■ Instructions to follow
Go through the entries below and pick out every line with "crate".

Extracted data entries
============
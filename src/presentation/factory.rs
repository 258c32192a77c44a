//! Use Case Factory
//!
//! Creates use cases with infrastructure dependencies wired up.
//! This is the dependency injection point for the application.

use std::path::Path;
use std::sync::Arc;

use crate::application::{BackupUseCase, DeployUseCase};
use crate::config::Config;
use crate::domain::ports::DeployEventSink;
use crate::infrastructure::{default_strategies, FileRunLock, ProcessRunner, SshConnector};

/// Type alias for the concrete DeployUseCase with all dependencies
pub type ConcreteDeployUseCase = DeployUseCase<SshConnector, ProcessRunner>;

/// Type alias for the concrete BackupUseCase with all dependencies
pub type ConcreteBackupUseCase = BackupUseCase<SshConnector>;

/// Create a deploy use case with all dependencies wired up
///
/// Transfers prefer rsync and fall back to scp; the run lock lives under the
/// project's `.deploy/locks`.
pub fn create_deploy_use_case(
    config: Config,
    project_root: &Path,
    events: Arc<dyn DeployEventSink>,
) -> ConcreteDeployUseCase {
    let connector = SshConnector::new(config.deploy.connect_timeout());
    let run_lock = Box::new(FileRunLock::new(project_root));

    DeployUseCase::new(
        config,
        project_root,
        connector,
        ProcessRunner,
        default_strategies(),
        run_lock,
    )
    .with_events(events)
}

/// Create a backup use case with all dependencies wired up
pub fn create_backup_use_case(
    config: Config,
    project_root: &Path,
    events: Arc<dyn DeployEventSink>,
) -> ConcreteBackupUseCase {
    let connector = SshConnector::new(config.deploy.connect_timeout());
    let run_lock = Box::new(FileRunLock::new(project_root));

    BackupUseCase::new(config, project_root, connector, run_lock).with_events(events)
}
============
■ Solution
use crate::application::{BackupUseCase, DeployUseCase};
use crate::config::Config;
use crate::domain::ports::DeployEventSink;
use crate::infrastructure::{default_strategies, FileRunLock, ProcessRunner, SshConnector};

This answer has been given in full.